| YOUR GOAL |
Here is a block of entries. Write out its lines exactly, from the first through the one containing "creates has to be".

[Stored items]

★ ★ ★ ★

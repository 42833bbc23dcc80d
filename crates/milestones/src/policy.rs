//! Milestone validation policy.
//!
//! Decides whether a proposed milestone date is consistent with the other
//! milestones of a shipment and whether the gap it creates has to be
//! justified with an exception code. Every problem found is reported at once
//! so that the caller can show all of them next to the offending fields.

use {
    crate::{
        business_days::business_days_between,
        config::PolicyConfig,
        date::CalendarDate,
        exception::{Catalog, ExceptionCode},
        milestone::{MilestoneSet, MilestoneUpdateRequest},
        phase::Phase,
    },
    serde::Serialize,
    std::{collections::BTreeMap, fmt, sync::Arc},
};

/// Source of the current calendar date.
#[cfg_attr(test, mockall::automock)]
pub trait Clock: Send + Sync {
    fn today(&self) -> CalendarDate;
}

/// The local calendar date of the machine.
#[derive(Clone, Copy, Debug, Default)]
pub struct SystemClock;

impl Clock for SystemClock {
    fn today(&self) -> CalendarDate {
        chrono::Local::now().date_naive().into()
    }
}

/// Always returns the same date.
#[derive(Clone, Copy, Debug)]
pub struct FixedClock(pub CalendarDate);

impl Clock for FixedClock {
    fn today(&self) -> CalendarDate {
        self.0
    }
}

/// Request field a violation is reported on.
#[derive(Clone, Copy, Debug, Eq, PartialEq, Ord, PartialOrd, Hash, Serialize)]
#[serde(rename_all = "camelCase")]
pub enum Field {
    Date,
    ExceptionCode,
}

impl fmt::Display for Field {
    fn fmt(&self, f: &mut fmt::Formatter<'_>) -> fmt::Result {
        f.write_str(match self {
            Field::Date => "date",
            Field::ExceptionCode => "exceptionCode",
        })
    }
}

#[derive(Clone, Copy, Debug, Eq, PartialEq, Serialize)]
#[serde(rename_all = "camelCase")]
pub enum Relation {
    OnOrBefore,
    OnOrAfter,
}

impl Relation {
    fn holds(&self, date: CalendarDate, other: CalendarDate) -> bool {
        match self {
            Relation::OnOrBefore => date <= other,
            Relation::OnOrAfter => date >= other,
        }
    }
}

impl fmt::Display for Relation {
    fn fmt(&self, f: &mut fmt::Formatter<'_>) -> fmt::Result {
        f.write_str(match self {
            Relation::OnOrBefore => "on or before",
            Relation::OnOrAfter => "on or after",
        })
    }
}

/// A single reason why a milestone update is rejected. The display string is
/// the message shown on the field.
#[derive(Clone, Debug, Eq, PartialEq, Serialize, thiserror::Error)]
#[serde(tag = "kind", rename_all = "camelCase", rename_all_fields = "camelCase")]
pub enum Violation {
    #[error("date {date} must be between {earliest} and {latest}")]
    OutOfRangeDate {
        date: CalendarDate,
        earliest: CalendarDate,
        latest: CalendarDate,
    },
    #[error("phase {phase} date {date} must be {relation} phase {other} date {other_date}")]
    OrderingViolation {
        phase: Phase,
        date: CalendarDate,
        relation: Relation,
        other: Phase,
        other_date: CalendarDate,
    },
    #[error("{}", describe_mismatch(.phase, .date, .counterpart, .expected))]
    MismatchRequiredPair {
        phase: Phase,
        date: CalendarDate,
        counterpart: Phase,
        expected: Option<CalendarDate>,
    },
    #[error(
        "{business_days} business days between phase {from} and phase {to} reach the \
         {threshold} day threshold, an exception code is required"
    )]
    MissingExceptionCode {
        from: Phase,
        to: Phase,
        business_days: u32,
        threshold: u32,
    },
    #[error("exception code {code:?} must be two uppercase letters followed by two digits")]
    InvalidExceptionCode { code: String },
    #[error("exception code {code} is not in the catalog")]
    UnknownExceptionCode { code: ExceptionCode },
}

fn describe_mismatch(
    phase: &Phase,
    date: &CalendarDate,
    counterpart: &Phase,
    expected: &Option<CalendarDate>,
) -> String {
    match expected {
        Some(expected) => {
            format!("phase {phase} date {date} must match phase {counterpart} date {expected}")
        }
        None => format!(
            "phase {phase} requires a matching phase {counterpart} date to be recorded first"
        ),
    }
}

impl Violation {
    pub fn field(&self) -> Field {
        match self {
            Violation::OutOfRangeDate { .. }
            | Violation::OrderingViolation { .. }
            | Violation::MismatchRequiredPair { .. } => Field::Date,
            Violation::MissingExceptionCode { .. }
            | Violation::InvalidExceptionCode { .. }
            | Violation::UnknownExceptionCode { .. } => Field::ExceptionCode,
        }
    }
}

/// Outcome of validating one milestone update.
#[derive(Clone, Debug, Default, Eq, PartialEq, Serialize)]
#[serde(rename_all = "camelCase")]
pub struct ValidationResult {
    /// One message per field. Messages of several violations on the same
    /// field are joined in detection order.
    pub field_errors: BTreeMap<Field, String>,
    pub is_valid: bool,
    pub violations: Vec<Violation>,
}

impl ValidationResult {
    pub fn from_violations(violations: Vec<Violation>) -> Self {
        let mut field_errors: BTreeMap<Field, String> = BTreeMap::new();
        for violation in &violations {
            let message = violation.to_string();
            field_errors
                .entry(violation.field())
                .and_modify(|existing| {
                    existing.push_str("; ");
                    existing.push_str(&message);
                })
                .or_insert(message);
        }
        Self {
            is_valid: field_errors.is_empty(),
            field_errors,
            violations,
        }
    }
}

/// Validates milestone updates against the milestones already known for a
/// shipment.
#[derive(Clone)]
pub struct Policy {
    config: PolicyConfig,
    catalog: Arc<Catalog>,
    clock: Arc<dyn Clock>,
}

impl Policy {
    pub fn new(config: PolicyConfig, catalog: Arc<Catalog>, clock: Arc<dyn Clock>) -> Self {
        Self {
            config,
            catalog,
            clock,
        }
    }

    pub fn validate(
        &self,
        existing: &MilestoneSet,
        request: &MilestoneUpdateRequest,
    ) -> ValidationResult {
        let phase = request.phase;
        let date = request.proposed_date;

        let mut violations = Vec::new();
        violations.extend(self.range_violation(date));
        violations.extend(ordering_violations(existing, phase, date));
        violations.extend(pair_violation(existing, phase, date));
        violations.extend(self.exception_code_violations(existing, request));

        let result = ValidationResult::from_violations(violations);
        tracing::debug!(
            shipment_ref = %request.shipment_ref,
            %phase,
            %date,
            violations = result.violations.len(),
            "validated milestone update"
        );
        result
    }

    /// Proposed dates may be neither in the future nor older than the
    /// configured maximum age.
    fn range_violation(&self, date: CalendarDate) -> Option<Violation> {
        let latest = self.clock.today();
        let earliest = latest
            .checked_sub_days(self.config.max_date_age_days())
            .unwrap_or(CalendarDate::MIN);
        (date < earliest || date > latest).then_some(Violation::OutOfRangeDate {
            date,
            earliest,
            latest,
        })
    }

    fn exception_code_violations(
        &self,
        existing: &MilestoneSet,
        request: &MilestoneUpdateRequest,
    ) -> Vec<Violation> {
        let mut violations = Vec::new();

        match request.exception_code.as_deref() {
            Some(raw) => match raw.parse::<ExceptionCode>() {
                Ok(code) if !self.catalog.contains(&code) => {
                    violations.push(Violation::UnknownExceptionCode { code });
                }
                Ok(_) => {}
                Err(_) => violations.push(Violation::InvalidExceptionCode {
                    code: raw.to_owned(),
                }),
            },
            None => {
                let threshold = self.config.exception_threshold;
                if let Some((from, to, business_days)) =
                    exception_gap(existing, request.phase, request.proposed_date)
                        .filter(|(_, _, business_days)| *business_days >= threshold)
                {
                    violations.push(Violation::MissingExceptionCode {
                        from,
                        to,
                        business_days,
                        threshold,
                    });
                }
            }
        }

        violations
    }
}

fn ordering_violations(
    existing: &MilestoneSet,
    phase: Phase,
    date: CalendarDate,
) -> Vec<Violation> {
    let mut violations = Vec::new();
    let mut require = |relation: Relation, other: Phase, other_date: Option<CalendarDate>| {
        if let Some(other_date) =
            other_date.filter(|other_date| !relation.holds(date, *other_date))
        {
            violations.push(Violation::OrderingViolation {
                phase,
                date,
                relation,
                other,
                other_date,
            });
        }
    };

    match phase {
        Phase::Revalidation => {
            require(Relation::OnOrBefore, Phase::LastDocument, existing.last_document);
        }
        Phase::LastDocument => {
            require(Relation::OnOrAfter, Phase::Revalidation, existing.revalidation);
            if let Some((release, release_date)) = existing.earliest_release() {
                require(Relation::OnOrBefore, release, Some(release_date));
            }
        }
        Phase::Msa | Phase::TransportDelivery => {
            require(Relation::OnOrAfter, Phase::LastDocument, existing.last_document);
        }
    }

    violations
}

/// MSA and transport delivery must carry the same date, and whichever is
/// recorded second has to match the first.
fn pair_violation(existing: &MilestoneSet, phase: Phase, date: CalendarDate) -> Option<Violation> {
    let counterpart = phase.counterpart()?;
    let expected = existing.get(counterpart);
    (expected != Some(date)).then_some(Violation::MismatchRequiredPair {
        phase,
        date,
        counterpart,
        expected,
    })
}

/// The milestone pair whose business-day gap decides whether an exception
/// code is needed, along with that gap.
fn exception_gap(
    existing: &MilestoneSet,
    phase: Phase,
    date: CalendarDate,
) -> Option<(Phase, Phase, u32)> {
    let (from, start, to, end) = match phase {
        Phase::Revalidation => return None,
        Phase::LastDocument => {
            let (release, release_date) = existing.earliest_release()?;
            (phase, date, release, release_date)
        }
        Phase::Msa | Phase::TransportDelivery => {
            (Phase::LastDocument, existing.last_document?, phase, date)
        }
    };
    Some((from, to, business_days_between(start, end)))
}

★ ★ ★ ★

| ANSWER TO THIS TASK |
repository 42833bbc23dcc80d
filename crates/milestones/src/policy.rs
//! Milestone validation policy.
//!
//! Decides whether a proposed milestone date is consistent with the other
//! milestones of a shipment and whether the gap it creates has to be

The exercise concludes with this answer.